The procedural requirement for acquiring a national patent is the filing of an application to the Greek Patent Office (namely the 'Industrial Property Organisation,' having the Greek acronym, OBI – Following a formalities check, the OBI performs an examination regarding the invention’s novelty and inventive step, which is, however, only for the purposes of informing the applicant. The results of such examination may not constitute a ground for refusal of the patent application and the patent is granted once the examination procedure is completed. Protection lasts for 20 years starting on the day following that of the application. As regards European patents, the application may be submitted before the OBI; such application must be filed with the OBI in a case where the applicant is a Greek citizen and provided that no priority is claimed based on a previous application filed in Greece.

In 2012 Trademark Law (Law 4072/2012, Articles 121 – 196) was passed in the Greek Parliament, incorporating several provisions from Directive 2004/48/EC of the European Parliament and of the Council of 29 April 2004 on the enforcement of intellectual property rights, as well as provisions with respect to the protection of international trade marks, after ratification from Greece of the Madrid Protocol in 2000. In addition, the law provides new methods of calculation of damages for trade-mark infringement and also allows actions against intermediaries. Another significant development in terms of defence strategies is that the owner of an earlier registered trade mark cannot oppose the use of a later registered trade mark, if the owner of the earlier trade mark has tolerated the use of the later trade mark for at least five consecutive years, provided the later trade mark has not been filed in bad faith.

As far as the procedural aspects of trade mark registration are concerned, the Trademark Law introduced the electronic filing of trade mark applications, the digitalisation of the trade marks registry, but most importantly, the introduction of the examiner as first instance administrative examination body. The Trademarks Administrative Committee (TAC) remains, but only as a second instance body, examining appeals and oppositions against the examiners' decisions. Furthermore, under the new regime, the licence recordals are simplified, since no hearing of the TAC is required for the admission of the license. Two more significant aspects of the new law include the partial assignment of trade marks and the letters of consent that can now be submitted at any stage of the registration procedure, even before the administrative courts.

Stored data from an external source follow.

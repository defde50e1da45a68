//! Virtual-user executors
//!
//! Drive a [`Scenario`] according to its [`ExecutorConfig`]:
//!
//! - **ramping-vus**: VU count follows linear stages, re-evaluated every tick
//! - **shared-iterations**: a fixed pool of VUs drains a shared iteration count
//!
//! Every iteration is counted in `iterations` and timed in
//! `iteration_duration` (think time included). `vus` tracks the VUs currently
//! running and `vus_max` the most the executor will ever start.

mod config;
mod ramping;
mod shared;

pub use config::{DEFAULT_GRACEFUL_RAMP_DOWN, DEFAULT_MAX_DURATION, ExecutorConfig, Stage};
pub use ramping::{target_at, total_duration};

use parking_lot::Mutex;
use std::sync::Arc;
use std::time::{Duration, Instant};
use tokio::task::JoinSet;
use tracing::{debug, error, info, warn};

use crate::metrics::threshold::parse_thresholds;
use crate::metrics::{Gauge, ITERATION_DURATION, ITERATIONS, VUS, VUS_MAX, evaluate_thresholds};
use crate::scenarios::{Scenario, ScenarioContext, ScenarioError, ScenarioOptions, ScenarioReport};

/// Controller tick for ramping executors
pub const TICK: Duration = Duration::from_millis(100);

/// Run one scenario to completion and evaluate its thresholds
pub async fn run_scenario(
    scenario: Arc<dyn Scenario>,
    ctx: Arc<ScenarioContext>,
    opts: &ScenarioOptions,
) -> Result<ScenarioReport, ScenarioError> {
    opts.executor.validate().map_err(ScenarioError::Config)?;
    parse_thresholds(&opts.thresholds)?;

    let name = scenario.name();
    let max_vus = opts.executor.max_vus();
    let started = Instant::now();

    ctx.metrics.gauge(VUS_MAX).set(max_vus as f64);
    ctx.metrics.gauge(VUS).set(0.0);

    info!(
        scenario = name,
        executor = opts.executor.kind(),
        max_vus,
        think_time_ms = opts.think_time.as_millis() as u64,
        "Starting scenario"
    );

    let runner = IterationRunner::new(scenario.clone(), ctx.clone(), opts.think_time);
    let tracker = VuTracker::new(ctx.metrics.gauge(VUS));

    match &opts.executor {
        ExecutorConfig::RampingVus {
            start_vus,
            stages,
            graceful_ramp_down,
        } => {
            ramping::run(runner, tracker, *start_vus, stages, *graceful_ramp_down).await;
        }
        ExecutorConfig::SharedIterations {
            vus,
            iterations,
            max_duration,
        } => {
            shared::run(runner, tracker, *vus, *iterations, *max_duration).await;
        }
    }

    let thresholds = evaluate_thresholds(&ctx.metrics, &opts.thresholds)?;
    for crossed in thresholds.iter().filter(|t| !t.passed) {
        warn!(
            scenario = name,
            metric = %crossed.metric,
            threshold = %crossed.expression,
            observed = ?crossed.observed,
            "Threshold crossed"
        );
    }

    let report = ScenarioReport::new(name, ctx.metrics.snapshot(), thresholds, started.elapsed());
    let held = report.thresholds.iter().filter(|t| t.passed).count();
    let message = format!(
        "{} iterations, {held}/{} thresholds held",
        report.iterations,
        report.thresholds.len()
    );
    Ok(report.with_message(message))
}

/// Runs single iterations and records the harness metrics around them
#[derive(Clone)]
pub(crate) struct IterationRunner {
    scenario: Arc<dyn Scenario>,
    ctx: Arc<ScenarioContext>,
    think_time: Duration,
}

impl IterationRunner {
    fn new(scenario: Arc<dyn Scenario>, ctx: Arc<ScenarioContext>, think_time: Duration) -> Self {
        Self {
            scenario,
            ctx,
            think_time,
        }
    }

    async fn run_once(&self) -> bool {
        let started = Instant::now();
        let ok = self.scenario.iteration(&self.ctx).await;
        if !self.think_time.is_zero() {
            tokio::time::sleep(self.think_time).await;
        }

        let metrics = &self.ctx.metrics;
        metrics.counter(ITERATIONS).inc();
        metrics
            .trend(ITERATION_DURATION)
            .add(started.elapsed().as_secs_f64() * 1000.0);
        ok
    }
}

/// Keeps the `vus` gauge equal to the number of running VUs
#[derive(Clone)]
pub(crate) struct VuTracker {
    active: Arc<Mutex<u64>>,
    gauge: Gauge,
}

impl VuTracker {
    fn new(gauge: Gauge) -> Self {
        Self {
            active: Arc::new(Mutex::new(0)),
            gauge,
        }
    }

    /// Mark a VU as running until the guard drops
    fn enter(&self) -> VuGuard {
        let mut active = self.active.lock();
        *active += 1;
        self.gauge.set(*active as f64);
        VuGuard {
            tracker: self.clone(),
        }
    }
}

pub(crate) struct VuGuard {
    tracker: VuTracker,
}

impl Drop for VuGuard {
    fn drop(&mut self) {
        let mut active = self.tracker.active.lock();
        *active = active.saturating_sub(1);
        self.tracker.gauge.set(*active as f64);
    }
}

/// Wait for every VU, aborting whatever is still running after `grace`
async fn drain_within(vus: &mut JoinSet<()>, grace: Duration) {
    if tokio::time::timeout(grace, join_all(vus)).await.is_err() {
        warn!(
            remaining = vus.len(),
            grace_ms = grace.as_millis() as u64,
            "VUs still running after grace period, aborting"
        );
        vus.abort_all();
        join_all(vus).await;
    }
}

async fn join_all(vus: &mut JoinSet<()>) {
    while let Some(joined) = vus.join_next().await {
        match joined {
            Ok(()) => {}
            Err(e) if e.is_cancelled() => debug!("VU aborted"),
            Err(e) => error!(error = %e, "VU task panicked"),
        }
    }
}

#[cfg(test)]
mod tests {
    use super::*;
    use crate::config::{TargetConfig, VisitorConfig};
    use crate::metrics::Metrics;
    use async_trait::async_trait;
    use indexmap::IndexMap;
    use std::sync::atomic::{AtomicU64, Ordering};

    struct CountingScenario {
        calls: AtomicU64,
        pause: Duration,
    }

    impl CountingScenario {
        fn new(pause: Duration) -> Arc<Self> {
            Arc::new(Self {
                calls: AtomicU64::new(0),
                pause,
            })
        }
    }

    #[async_trait]
    impl Scenario for CountingScenario {
        fn name(&self) -> &'static str {
            "counting"
        }

        fn description(&self) -> &'static str {
            "Counts its iterations"
        }

        async fn iteration(&self, ctx: &ScenarioContext) -> bool {
            self.calls.fetch_add(1, Ordering::SeqCst);
            tokio::time::sleep(self.pause).await;
            ctx.metrics.check("always", true)
        }
    }

    fn context() -> Arc<ScenarioContext> {
        Arc::new(
            ScenarioContext::new(
                Metrics::new(),
                &TargetConfig::default(),
                VisitorConfig::default(),
                Duration::from_secs(1),
            )
            .unwrap(),
        )
    }

    #[tokio::test]
    async fn test_shared_iterations_runs_exact_count() {
        let scenario = CountingScenario::new(Duration::from_millis(5));
        let ctx = context();
        let opts = ScenarioOptions {
            executor: ExecutorConfig::shared(3, 10),
            ..ScenarioOptions::default()
        };

        let report = run_scenario(scenario.clone(), ctx.clone(), &opts)
            .await
            .unwrap();

        assert_eq!(scenario.calls.load(Ordering::SeqCst), 10);
        assert_eq!(report.iterations, 10);
        assert!(report.passed);

        let vus = report.metrics.gauge(VUS).unwrap();
        assert_eq!(vus.value, 0.0);
        assert!(vus.max <= 3.0);
        assert_eq!(report.metrics.gauge(VUS_MAX).unwrap().value, 3.0);
    }

    #[tokio::test]
    async fn test_ramping_follows_stages_and_winds_down() {
        let scenario = CountingScenario::new(Duration::from_millis(20));
        let ctx = context();
        let opts = ScenarioOptions {
            executor: ExecutorConfig::RampingVus {
                start_vus: 0,
                stages: vec![
                    Stage::new(Duration::from_millis(300), 2),
                    Stage::new(Duration::from_millis(200), 0),
                ],
                graceful_ramp_down: Duration::from_secs(1),
            },
            ..ScenarioOptions::default()
        };

        let report = run_scenario(scenario.clone(), ctx, &opts).await.unwrap();

        assert!(report.iterations > 0);
        assert_eq!(report.iterations, scenario.calls.load(Ordering::SeqCst));
        let vus = report.metrics.gauge(VUS).unwrap();
        assert_eq!(vus.value, 0.0);
        assert!(vus.max <= 2.0);
        assert!(report.duration < Duration::from_secs(2));
    }

    #[tokio::test]
    async fn test_ramping_aborts_after_grace() {
        let scenario = CountingScenario::new(Duration::from_secs(30));
        let ctx = context();
        let opts = ScenarioOptions {
            executor: ExecutorConfig::RampingVus {
                start_vus: 1,
                stages: vec![Stage::new(Duration::from_millis(100), 1)],
                graceful_ramp_down: Duration::from_millis(100),
            },
            ..ScenarioOptions::default()
        };

        let report = run_scenario(scenario.clone(), ctx, &opts).await.unwrap();

        // The only iteration was aborted before completing
        assert_eq!(scenario.calls.load(Ordering::SeqCst), 1);
        assert_eq!(report.iterations, 0);
        assert_eq!(report.metrics.gauge(VUS).unwrap().value, 0.0);
        assert!(report.duration < Duration::from_secs(5));
    }

    #[tokio::test]
    async fn test_thresholds_decide_report() {
        let ctx = context();
        let mut thresholds = IndexMap::new();
        thresholds.insert(ITERATIONS.to_string(), vec!["count==4".to_string()]);
        thresholds.insert("checks".to_string(), vec!["rate>0.85".to_string()]);
        let opts = ScenarioOptions {
            executor: ExecutorConfig::shared(2, 4),
            thresholds,
            ..ScenarioOptions::default()
        };

        let report = run_scenario(CountingScenario::new(Duration::ZERO), ctx, &opts)
            .await
            .unwrap();
        assert!(report.passed);
        assert_eq!(report.thresholds.len(), 2);

        let ctx = context();
        let mut thresholds = IndexMap::new();
        thresholds.insert(ITERATIONS.to_string(), vec!["count>4".to_string()]);
        let opts = ScenarioOptions {
            executor: ExecutorConfig::shared(2, 4),
            thresholds,
            ..ScenarioOptions::default()
        };

        let report = run_scenario(CountingScenario::new(Duration::ZERO), ctx, &opts)
            .await
            .unwrap();
        assert!(!report.passed);
        assert_eq!(report.crossed_thresholds().count(), 1);
    }

    #[tokio::test]
    async fn test_think_time_counts_toward_iteration_duration() {
        let ctx = context();
        let opts = ScenarioOptions {
            think_time: Duration::from_millis(50),
            executor: ExecutorConfig::shared(1, 2),
            ..ScenarioOptions::default()
        };

        let report = run_scenario(CountingScenario::new(Duration::ZERO), ctx, &opts)
            .await
            .unwrap();
        let trend = report.metrics.trend(ITERATION_DURATION).unwrap();
        assert!(trend.min >= 50.0);
    }

    #[tokio::test]
    async fn test_invalid_options_rejected() {
        let opts = ScenarioOptions {
            executor: ExecutorConfig::shared(0, 1),
            ..ScenarioOptions::default()
        };
        let err = run_scenario(CountingScenario::new(Duration::ZERO), context(), &opts)
            .await
            .unwrap_err();
        assert!(matches!(err, ScenarioError::Config(_)));

        let mut thresholds = IndexMap::new();
        thresholds.insert("checks".to_string(), vec!["rate~1".to_string()]);
        let opts = ScenarioOptions {
            thresholds,
            ..ScenarioOptions::default()
        };
        let err = run_scenario(CountingScenario::new(Duration::ZERO), context(), &opts)
            .await
            .unwrap_err();
        assert!(matches!(err, ScenarioError::Threshold(_)));
    }
}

Trade mark protection is afforded only for signs having distinctive character and capable of being graphically represented (the latter requirement is expected to be lifted after the implementation of the new EU Directive). Under Greek law, the natural or legal person that has validly registered a sign with the competent authorities is entitled to the exclusive use of the sign in relation to the goods or services for which the sign has been registered and has the right to prevent any third parties from using either an identical or similar sign on identical or similar goods or services, when that would result in the likelihood of confusing the public, including the likelihood of association. Reputable signs are also protected from identical or similar signs, regardless of any likelihood of confusion, where the use of the later sign without due cause would take unfair advantage of, or be detrimental to, the distinctive character or the repute of the earlier sign. The owner of the trade mark has the right to transfer or license his rights either partially or entirely. There are certain categories of signs, more notably the Greek flag, national emblems and religious symbols, which cannot be registered as trade marks.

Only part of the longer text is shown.